Interference Table 1 . 6 Face Case Study. Column contents denote properties used to describe target under each forgetting model, listed in the conssitent order below for easy comparison rather than in order selected. Properties: HL = light-hair(X), HD = dark-hair(X), HS = short-hair(X), GM = male(X), GF = female(X), CT = t-shirt(X), CL = lab-coat(X), CH = hoodie(X), GY = glasses(X), GN = no-glasses(X).

We analyzed the proposed architecture by assessing two claims: (1) The proposed architecture demonstrates interactive alignment effects purely through WM dynamics; and (2) the proposed architecture demonstrates different referring behaviors when different models of forgetting are selected.
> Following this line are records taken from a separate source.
impl Settings {
    /// Load settings: defaults → TOML file (if any) → environment
    ///
    /// `config_path` is an explicit file (e.g. from `--config`); it must exist.
    pub fn load(config_path: Option<&Path>) -> Result<Self> {
        let mut settings = match resolve_config_path(config_path)? {
            Some(path) => {
                info!("Loading configuration from {}", path.display());
                Self::from_toml_file(&path)?
            }
            None => {
                info!("No configuration file found, using built-in defaults");
                Self::default()
            }
        };

        settings.apply_env(|key| std::env::var(key).ok())?;
        settings.validate()?;
        Ok(settings)
    }

    /// Parse a TOML file; missing sections and keys take their defaults
    pub fn from_toml_file(path: &Path) -> Result<Self> {
        let content = std::fs::read_to_string(path)
            .map_err(|e| Error::Config(format!("Read {} failed: {}", path.display(), e)))?;
        Self::from_toml_str(&content)
    }

    pub fn from_toml_str(content: &str) -> Result<Self> {
        let mut settings: Self = toml::from_str(content)?;
        settings.ai.provider = settings.ai.provider.trim().to_ascii_lowercase();
        Ok(settings)
    }

    /// Overlay values from an environment lookup
    ///
    /// Empty values are ignored. Unparseable numbers are a configuration error.
    pub fn apply_env<F>(&mut self, lookup: F) -> Result<()>
    where
        F: Fn(&str) -> Option<String>,
    {
        let env = EnvReader { lookup };

        if let Some(v) = env.parse::<Flag>("DEBUG")? {
            self.debug = v.0;
        }

        if let Some(v) = env.string("FACTIFY_HOST") {
            self.server.host = v;
        }
        if let Some(v) = env.parse("FACTIFY_PORT")? {
            self.server.port = v;
        }
        if let Some(v) = env.string("ALLOWED_ORIGINS") {
            self.server.allowed_origins = split_list(&v);
        }

        if let Some(v) = env.string("OPENAI_API_KEY") {
            self.credentials.openai_api_key = Some(v);
        }
        if let Some(v) = env.string("GOOGLE_FACT_CHECK_API_KEY") {
            self.credentials.google_fact_check_api_key = Some(v);
        }
        if let Some(v) = env.string("ANTHROPIC_API_KEY") {
            self.credentials.anthropic_api_key = Some(v);
        }
        if let Some(v) = env.string("GOOGLE_AI_API_KEY") {
            self.credentials.google_ai_api_key = Some(v);
        }

        if let Some(v) = env.string("FACTIFY_AI_PROVIDER") {
            self.ai.provider = v.to_ascii_lowercase();
        }
        if let Some(v) = env.string("FACTIFY_OPENAI_BASE_URL") {
            self.ai.base_url = v;
        }
        if let Some(v) = env.parse("TIMEOUT_SECONDS")? {
            self.ai.timeout_seconds = v;
        }

        if let Some(v) = env.string("FACTIFY_FACT_CHECK_BASE_URL") {
            self.fact_check.base_url = v;
        }
        if let Some(v) = env.parse("FACTIFY_FACT_CHECK_TIMEOUT_SECONDS")? {
            self.fact_check.timeout_seconds = v;
        }

        if let Some(v) = env.parse("MIN_TEXT_LENGTH")? {
            self.limits.min_text_length = v;
        }
        if let Some(v) = env.parse("MAX_TEXT_LENGTH")? {
            self.limits.max_text_length = v;
        }

        if let Some(v) = env.string("SECRET_KEY") {
            self.security.secret_key = v;
        }
        if let Some(v) = env.parse("RATE_LIMIT_PER_MINUTE")? {
            self.security.rate_limit_per_minute = v;
        }
        if let Some(v) = env.string("DATABASE_URL") {
            self.security.database_url = v;
        }

        if let Some(v) = env.string("FACTIFY_LOG_LEVEL") {
            self.logging.level = v;
        }
        if let Some(v) = env.parse("FACTIFY_LOG_FORMAT")? {
            self.logging.format = v;
        }

        Ok(())
    }

    /// Reject settings the service cannot run with
    pub fn validate(&self) -> Result<()> {
        if self.limits.min_text_length == 0 {
            return Err(Error::Config("min_text_length must be at least 1".to_string()));
        }
        if self.limits.min_text_length > self.limits.max_text_length {
            return Err(Error::Config(format!(
                "min_text_length ({}) exceeds max_text_length ({})",
                self.limits.min_text_length, self.limits.max_text_length
            )));
        }
        if self.limits.max_sources == 0 {
            return Err(Error::Config("max_sources must be at least 1".to_string()));
        }
        if self.ai.timeout_seconds == 0 || self.fact_check.timeout_seconds == 0 {
            return Err(Error::Config("Provider timeouts must be greater than zero".to_string()));
        }
        if self.ai.excerpt_chars == 0 {
            return Err(Error::Config("ai.excerpt_chars must be at least 1".to_string()));
        }
        if !(0.0..=2.0).contains(&self.ai.temperature) {
            return Err(Error::Config(format!(
                "AI temperature {} outside 0.0-2.0",
                self.ai.temperature
            )));
        }
        Ok(())
    }
}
These claims were assessed within the context of a "Guess Who"-style game in which partners take turns describing candidate referents (assigned from a set of 16 faces). On each player's turn, they are assigned a referent, and must describe that referent using a referring expression they believe will allow their interlocutor to successfully identify it (a process of REG). The other player must then process their interlocutor's referring expression and identify which candidate referent they believe to be their interlocutor's target (a process of Reference Resolution).

Ideally, we would have assessed our claims in a setting in which a robot played this reference game with a naive human subject. This proved to be impossible due to the COVID-19 global pandemic. Instead, we present a case study in which a series of three six-round reference games are played between robot agents and a single human agent. All three games followed the same predetermined order of candidate referents and used the same pre-determined human utterances. The robot's responses were generated autonomously, with the robot in each of the three games using a different model of forgetting. In the first game, the robot uses our decay-based model of forgetting with δ = 10; in the second game, the robot uses our interference-based model of forgetting with α = 2; in the third game, the robot did retain any properties in short-term memory at all.

The referring behavior under each model of forgetting is shown in Tab. 1. As shown in this table, the three examined models perform similarly in initial dialogue turns, but increasingly diverge over time. To help explain the observed differences in robot behavior, we examine specifically turn 6, in which the robot refers to Face 1 for the third time. This face could ostensibly be referred to using four properties: light-hair(X), short hair(X), lab-coat(X), and glasses(X).

The architectural configuration that did not maintain representations in WM (No WM) operated according to the DIST-PIA algorithm (Williams & Scheutz, 2017) , which is a version of the Incremental Algorithm that is sensitive to uncertainty and that allows for distributed sources of knowledge. This algorithm first considers the highly preferred property light-hair(X), which is selected because it applies to Face 1 while ruling out distractors. Next, it considers short-hair(X), which it ignores because while it applies to Face 1, the faces with short hair are a subset of those with light hair, and thus short-hair(X) is not additionally discriminative. Next, the algorithm considers lab-coat(X), which it selects because it applies to Face 1 and rules out further distractors. Finally, to complete disambiguation, the algorithm considers and selects glasses(X).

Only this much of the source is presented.